Mappings Between the Maps
Tim Smith, Microsoft
Microsoft has been connecting the dots between the worlds of map data. Through our machine learning powered conflation engine, we're blurring the lines between different geospatial projects, and helping to find patterns in the data across projects. This talk will outline our process for generating linkages between various sets of disparate data and how those mappings might be useful to the OSM community.
Cygnus - conflation at your fingertips
Mihai Iepure, Telenav
In our quest of improving OSM, the Telenav mapping team comes across various official data sources that contain valuable information for adding in OSM. Being able to use the data we find requires a tool that compares an external file with the current OSM data. In the GIS world this process is called conflation. This is where Cygnus comes in! The core role of this tool is to conflate, in a non-destructive way without deleting or degrading existing OSM data, external data with OSM. Cygnus will output a JOSM XML format file with all the changes that can be loaded in JOSM, carefully analyzed and uploaded to OSM. In this talk, we will show you how we do it, and how you can use Cygnus too.

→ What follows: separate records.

//! Command-interpreter core: a shell-like tokenizer, statement parser,
//! alias/shortcut/macro resolver, multiline continuation loop, and output
//! redirection (file, clipboard, and OS pipe) behind a pluggable command
//! registry.

pub mod clipboard;
pub mod context;
pub mod continuation;
pub mod error;
pub mod interpreter;
pub mod macros;
pub mod parser;
pub mod pipes;
pub mod redirect;
pub mod registry;
pub mod statement;
pub mod tokenizer;

pub use context::{ExecutionContext, InterruptState, OutputStream};
pub use continuation::{Collected, ContinuationController, InputSource, QueuedInput, ReadLine, StdinSource};
pub use error::{Error, Result};
pub use interpreter::Interpreter;
pub use macros::Macro;
pub use parser::StatementParser;
pub use registry::{CommandRegistry, Handler};
pub use statement::{ParseOutcome, RedirectMode, Statement};
use crate::tokenizer::strip_quotes;

/// Which output redirection operator a statement used.
#[derive(Debug, Clone, Copy, Default, PartialEq, Eq)]
pub enum RedirectMode {
    /// No output redirection.
    #[default]
    None,
    /// `>` — overwrite the destination.
    Truncate,
    /// `>>` — append to the destination.
    Append,
}

impl RedirectMode {
    /// The operator text, for reconstructing a command line.
    pub fn operator(self) -> &'static str {
        match self {
            RedirectMode::None => "",
            RedirectMode::Truncate => ">",
            RedirectMode::Append => ">>",
        }
    }
}

/// The immutable result of parsing one logical command line.
///
/// At most one of `pipe_to` and `output` is ever set; the parser enforces
/// this by construction (the first operator encountered consumes the rest of
/// the line).
#[derive(Debug, Clone, Default, PartialEq, Eq)]
pub struct Statement {
    /// The original input exactly as typed, before any shortcut, alias, or
    /// macro expansion.
    pub raw: String,
    /// The resolved command name. Never empty for a parsed statement.
    pub command: String,
    /// Everything after the command name as typed, quotes still present.
    pub args: String,
    /// Individual argument tokens with quotes preserved.
    pub arg_list: Vec<String>,
    /// Set to `command` when the command accepts multi-line bodies.
    pub multiline_command: String,
    /// The character that terminated the statement, or empty.
    pub terminator: String,
    /// Text after the terminator on the same line, before any operator.
    pub suffix: String,
    /// Shell command the output should be piped to, or empty.
    pub pipe_to: String,
    /// Redirection operator, if any.
    pub output: RedirectMode,
    /// Redirection destination; empty with `output` set means the clipboard.
    pub output_to: String,
}

impl Statement {
    /// Argument vector in unquoted form, with the command at index 0.
    ///
    /// Macro placeholder `{n}` substitutes `argv()[n]`, so the 1-based
    /// placeholder numbers line up with this layout.
    pub fn argv(&self) -> Vec<String> {
        std::iter::once(self.command.clone())
            .chain(self.arg_list.iter().map(|arg| strip_quotes(arg)))
            .collect()
    }

    /// True when this command was declared multiline-capable.
    pub fn is_multiline(&self) -> bool {
        !self.multiline_command.is_empty()
    }

    /// Reconstruct the trailing portion of the line: terminator, suffix, and
    /// pipe or redirection. Used to carry a macro invocation's trailing
    /// tokens onto the resolved command line.
    pub fn post_command(&self) -> String {
        let mut post = String::new();
        if !self.terminator.is_empty() {
            post.push_str(&self.terminator);
        }
        if !self.suffix.is_empty() {
            post.push(' ');
            post.push_str(&self.suffix);
        }
        if !self.pipe_to.is_empty() {
            post.push_str(" | ");
            post.push_str(&self.pipe_to);
        } else if self.output != RedirectMode::None {
            post.push(' ');
            post.push_str(self.output.operator());
            if !self.output_to.is_empty() {
                post.push(' ');
                post.push_str(&self.output_to);
            }
        }
        post
    }
}

/// The result of parsing one line: either a statement or the distinguished
/// empty outcome (blank input, a bare terminator, or a comment-only line).
#[derive(Debug, Clone, PartialEq, Eq)]
pub enum ParseOutcome {
    Statement(Statement),
    Empty,
}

Extracting Map Data with Computer Vision
Sandra Uddbäck, Mapillary
A behind-the-scenes look at computer vision technology used to generate map data at scale from street-level imagery. At Mapillary we collect images from a wide range of sources and make them available to OpenStreetMap in the iD and JOSM editors. We also make lots of machine-generated map data available to the community. This visual lightning talk shows how this is done behind the scenes and how you can access the data for OpenStreetMap editing.
A Thousand Maps in Your Pocket
Minh Nguyen
OpenStreetMap’s potential impact is greatest on mobile devices. But mobile platforms pose numerous barriers to viewing and editing, from screen size to multitouch to battery constraints. Learn how Mapbox has been tackling these constraints and what challenges lie ahead.
Improving the Map Using ImproveOSM
Beata Tautan-Jancso
ImproveOSM is a suite of tools that exposes the results of a massive data analysis comparing huge amount of GPS data point with OpenStreetMap data and displays them in a way that makes it easy for anyone to improve the map with missing roads, turn restrictions and one-ways. The first version of the ImproveOSM plugin was released in 2015 September, since then we had improved our detections and added new features to the plugin. In this lighting talk we will present the plugin new features and how to use it effectively for mapping.